洞穴に連れてくる前に一度、気を失うほどの絶頂を味わっているので、この焦らしは特に効果的に作用していた。
朝になると、点呼のために一度クラスへ戻る。
ここで伊吹には、もし自分で慰めた場合は、契約を無効にすると言って一旦置き去りにした。その後、点呼が終わると龍園の配下がDクラスを挑発に来たが、無視して伊吹の服を手に洞穴に戻る。
どうやらしっかり我慢していたようで、体の疼きが止まらないようだった。
手早く着替えた伊吹を連れて、茶柱の前で契約を行う。自クラスを裏切る契約に一瞬、こちらを睨む茶柱だが「心配するな。考えてある」と告げると、納得してオレたちが契約に同意したことを認めた。
こうなれば、もう伊吹を阻むものはなくなったと言っていいだろう。我慢できないとばかりに、伊吹は早足でオレを洞穴へと引っ張って行く。
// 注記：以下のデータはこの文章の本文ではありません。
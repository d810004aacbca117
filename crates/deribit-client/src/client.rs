//! HTTP client for the Deribit public API.

use crate::error::Error;
use crate::retry::RetryPolicy;
use crate::types::*;
use reqwest::Client;
use serde::Serialize;
use serde::de::DeserializeOwned;
use serde_json::Value;
use std::time::Duration;
use tracing::debug;


/// Public REST endpoint of the production exchange.
pub const DEFAULT_BASE_URL: &str = "https://www.deribit.com/api/v2";

/// Client configuration.
#[derive(Debug, Clone)]
pub struct ClientConfig {
    /// Base URL of the API (e.g., "https://www.deribit.com/api/v2").
    pub base_url: String,
    /// Timeout of a single attempt.
    pub timeout: Duration,
    /// Retry policy applied to every request.
    pub retry: RetryPolicy,
}

impl Default for ClientConfig {
    fn default() -> Self {
        Self {
            base_url: DEFAULT_BASE_URL.to_string(),
            timeout: Duration::from_millis(15_000),
            retry: RetryPolicy::default(),
        }
    }
}

/// HTTP client for the Deribit public market-data endpoints.
#[derive(Debug, Clone)]
pub struct DeribitClient {
    client: Client,
    base_url: String,
    retry: RetryPolicy,
}

impl DeribitClient {
    /// Creates a new client with the given configuration.
    ///
    /// # Errors
    /// Returns error if the base URL is invalid or the HTTP client cannot be built.
    pub fn new(config: ClientConfig) -> Result<Self, Error> {
        let base_url = config.base_url.trim_end_matches('/').to_string();
        url::Url::parse(&base_url)?;
        let client = Client::builder().timeout(config.timeout).build()?;

        Ok(Self {
            client,
            base_url,
            retry: config.retry,
        })
    }

    /// Creates a new client with default timeout and retry policy.
    ///
    /// # Errors
    /// Returns error if the base URL is invalid or the HTTP client cannot be built.
    pub fn with_base_url(base_url: &str) -> Result<Self, Error> {
        Self::new(ClientConfig {
            base_url: base_url.to_string(),
            ..Default::default()
        })
    }

    /// Base URL requests are sent to, without trailing slash.
    #[must_use]
    pub fn base_url(&self) -> &str {
        &self.base_url
    }

    /// Retry policy of this client.
    #[must_use]
    pub fn retry_policy(&self) -> RetryPolicy {
        self.retry
    }

    /// Lists the non-expired option instruments of a currency.
    ///
    /// # Errors
    /// Returns [`Error::Unavailable`] when every attempt failed and
    /// [`Error::Protocol`] when the response is not JSON or has no usable
    /// `result`.
    pub async fn get_instruments(&self, currency: &str) -> Result<Vec<Instrument>, Error> {
        let query = InstrumentsQuery {
            currency,
            expired: false,
            kind: OPTION_KIND,
        };
        self.get_result("public/get_instruments", &query).await
    }

    /// Gets the book summary of every option of a currency.
    ///
    /// # Errors
    /// Returns [`Error::Unavailable`] when every attempt failed and
    /// [`Error::Protocol`] when the response is not JSON or has no usable
    /// `result`.
    pub async fn get_book_summary_by_currency(
        &self,
        currency: &str,
    ) -> Result<Vec<BookSummary>, Error> {
        let query = BookSummaryQuery {
            currency,
            kind: OPTION_KIND,
        };
        self.get_result("public/get_book_summary_by_currency", &query)
            .await
    }

    // ========================================================================
    // Internal Helpers
    // ========================================================================

    fn endpoint_url<Q: Serialize>(&self, method: &str, query: &Q) -> Result<String, Error> {
        let mut url = format!("{}/{}", self.base_url, method);
        let params = serde_urlencoded::to_string(query)?;
        if !params.is_empty() {
            url.push_str(&format!("?{}", params));
        }
        Ok(url)
    }

    async fn get_result<Q, T>(&self, method: &str, query: &Q) -> Result<T, Error>
    where
        Q: Serialize,
        T: DeserializeOwned,
    {
        let url = self.endpoint_url(method, query)?;
        let url = url.as_str();
        let body = self
            .retry
            .run(method, || self.fetch_json(url))
            .await
            .map_err(malformed_body_as_protocol)?;
        extract_result(body)
    }

    async fn fetch_json(&self, url: &str) -> Result<Value, Error> {
        debug!(url, "GET");
        let resp = self.client.get(url).send().await?;
        let status = resp.status();

        if !status.is_success() {
            let text = resp.text().await.unwrap_or_default();
            let message = if text.is_empty() {
                status.canonical_reason().unwrap_or_default().to_string()
            } else {
                text
            };
            return Err(Error::Status {
                status: status.as_u16(),
                message,
            });
        }

        let bytes = resp.bytes().await?;
        Ok(serde_json::from_slice(&bytes)?)
    }
}

/// A body that stayed unparseable through every attempt is a protocol error,
/// not an outage.
fn malformed_body_as_protocol(err: Error) -> Error {
    match err {
        Error::Unavailable { attempts, source } if matches!(*source, Error::Json(_)) => {
            Error::Protocol(format!(
                "body is not valid JSON after {} attempts: {}",
                attempts, source
            ))
        }
        other => other,
    }
}

/// Extracts and decodes the `result` member of a JSON-RPC response body.
fn extract_result<T: DeserializeOwned>(mut body: Value) -> Result<T, Error> {
    match body.get_mut("result").map(Value::take) {
        Some(result) if !result.is_null() => serde_json::from_value(result)
            .map_err(|e| Error::Protocol(format!("malformed `result`: {}", e))),
        _ => {
            let detail = body
                .get("error")
                .and_then(|e| e.get("message"))
                .and_then(Value::as_str)
                .map(|m| format!(" (upstream error: {})", m))
                .unwrap_or_default();
            Err(Error::Protocol(format!(
                "response has no `result` field{}",
                detail
            )))
        }
    }
}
一晩、じっくり焦らしただけのことはあったようで、これだけ時間が経っても伊吹の準備は問題なくできていた。自ら服を脱ぎ、後ろを向いて尻を上げる伊吹に、Tレックスの一撃をプレゼントしてやる――予定外だが、いい買い物が出来たな。
原作との変化点。
・山内を置いて伊吹を探しに行った。
いても邪魔なので置いて行った。そのせいで、山内の佐倉に告白イベントはカットされている。
・伊吹を追い詰めた。
最初は普通にベースキャンプに連れていく話だったはずなのに、気が付いたら洞穴で全裸にひん剥いていた。
・伊吹にキーカードを渡す契約をした。
代わりに言うことを聞く奴隷にしている。今年度(3/31)まで、ゆっくりとこちらを睨みつけてくる伊吹を楽しむことが出来るようになった。
・伊吹を食べた。
焦らしプレイで追い込んだ。無駄にテクニックが上がっているので、経験なしの伊吹が一晩焦らされてはひとたまりもなかった。理性を失ったように身を差し出している。
今話の登場人物一覧
・綾小路清隆
伊吹については普通に好感度を稼ぐつもりだったが、思いついたように路線を変更した。櫛田が思ったよりも素直になってしまったので、彼女には是非頑張って嫌々抱かれて欲しいと思っている。夜のテクニックB→A
・椿雪
清隆のサポートをしている。洞穴を発見したり、伊吹を抑えたりと、今話のMVP。
・佐倉愛里
自分だけ抜け駆けしたことに少し罪悪感を覚えている。が、それはそれとして、命令で伊吹の抑えに回った。口を押えているだけだが、息が出来るように鼻は塞いでいない。涙を流しながら快感を訴える伊吹をジッと見ていた。
・伊吹澪
今回の犠牲者。ちょっと意地を張っただけで、最終的には食べられてしまった。8/1から3/31までの間、キーカードと交換で清隆に体を明け渡す契約をしている。サイズはB。